• [WORK REQUIRED] Every line of the records below from the line with "below the protein or calorie floor" up to and including the line with "pub fn item(&self)" must be reproduced exactly, and no line outside that range.

• [DATA EXTRACTS]
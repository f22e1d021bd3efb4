//! Goal-specific scoring and ranking.
//!
//! `Scorer::score` is a pure function of one item and a goal; higher is
//! better. Items that miss the shared protein or calorie floor are not
//! removed, they score `f64::NEG_INFINITY`. Every other item scores a
//! finite value (overflow is clamped), so a disqualified item always
//! ranks below a valid one whatever its macros.

use crate::config::{RankingConfig, ScoringWeights, TieBreak};
use crate::traits::Candidate;
use data_loader::{Goal, MenuItem};
use rayon::prelude::*;
use std::cmp::Ordering;

/// Score of an item below the protein or calorie floor
pub const DISQUALIFIED: f64 = f64::NEG_INFINITY;

/// A candidate together with its score for one goal.
#[derive(Debug, Clone, Copy)]
pub struct RankedCandidate<'a> {
    pub candidate: Candidate<'a>,
    pub score: f64,
}

impl<'a> RankedCandidate<'a> {
    pub fn item(&self) -> &'a MenuItem {
        self.candidate.item
    }
}

/// Scores and ranks menu items for a goal.
#[derive(Debug, Clone, Default)]
pub struct Scorer {
    weights: ScoringWeights,
    tie_break: TieBreak,
}

impl Scorer {
    pub fn new(weights: ScoringWeights, ranking: &RankingConfig) -> Self {
        Self {
            weights,
            tie_break: ranking.tie_break,
        }
    }

    /// Fails the protein or calorie floor shared by every goal
    pub fn is_disqualified(&self, item: &MenuItem) -> bool {
        item.protein_g < self.weights.min_protein || item.calories < self.weights.min_calories
    }

    pub fn score(&self, item: &MenuItem, goal: Goal) -> f64 {
        if self.is_disqualified(item) {
            return DISQUALIFIED;
        }

        let score = self.goal_score(item, goal);
        if score.is_nan() { f64::MIN } else { score.clamp(f64::MIN, f64::MAX) }
    }

    fn goal_score(&self, item: &MenuItem, goal: Goal) -> f64 {
        let kcal = item.calories;
        let protein = item.protein_g;
        let carbs = item.carbs_g;
        let fat = item.fat_g;

        match goal {
            Goal::Cutting => {
                let w = &self.weights.cutting;
                if kcal > w.max_calories {
                    return w.high_calorie_penalty;
                }
                if fat > w.max_fat {
                    return w.high_fat_penalty;
                }
                // grams of protein per 100 kcal
                let density = protein / kcal.max(1.0) * 100.0;
                w.density_weight * density + w.protein_weight * protein
                    - w.calorie_weight * kcal
                    - w.fat_weight * fat
            }
            Goal::Bulking => {
                let w = &self.weights.bulking;
                if kcal < w.min_calories {
                    return w.low_calorie_penalty;
                }
                w.protein_weight * protein + w.calorie_weight * kcal - w.fat_weight * fat
            }
            Goal::Keto => {
                let w = &self.weights.keto;
                if carbs > w.hard_max_carbs {
                    return w.hard_carb_penalty;
                }
                if carbs > w.soft_max_carbs {
                    return w.soft_carb_penalty;
                }
                if fat < w.min_fat {
                    return w.low_fat_penalty;
                }
                w.fat_weight * fat + w.protein_weight * protein - w.carb_weight * carbs
            }
        }
    }

    /// Score every candidate and sort best first.
    ///
    /// The sort is stable; equal scores are ordered by the configured
    /// `TieBreak`, so the same input always yields the same ranking.
    pub fn rank<'a>(&self, candidates: Vec<Candidate<'a>>, goal: Goal) -> Vec<RankedCandidate<'a>> {
        let mut ranked: Vec<RankedCandidate<'a>> = candidates
            .into_par_iter()
            .map(|candidate| RankedCandidate {
                candidate,
                score: self.score(candidate.item, goal),
            })
            .collect();

        ranked.sort_by(|a, b| {
            b.score
                .total_cmp(&a.score)
                .then_with(|| self.tie_break(a.item(), b.item()))
        });
        ranked
    }

    fn tie_break(&self, a: &MenuItem, b: &MenuItem) -> Ordering {
        match self.tie_break {
            TieBreak::ProteinThenCalories => b
                .protein_g
                .total_cmp(&a.protein_g)
                .then_with(|| a.calories.total_cmp(&b.calories)),
            TieBreak::InputOrder => Ordering::Equal,
        }
    }
}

• [SOLUTION BELOW]
/// Score of an item below the protein or calorie floor
pub const DISQUALIFIED: f64 = f64::NEG_INFINITY;

/// A candidate together with its score for one goal.
#[derive(Debug, Clone, Copy)]
pub struct RankedCandidate<'a> {
    pub candidate: Candidate<'a>,
    pub score: f64,
}

impl<'a> RankedCandidate<'a> {
    pub fn item(&self) -> &'a MenuItem {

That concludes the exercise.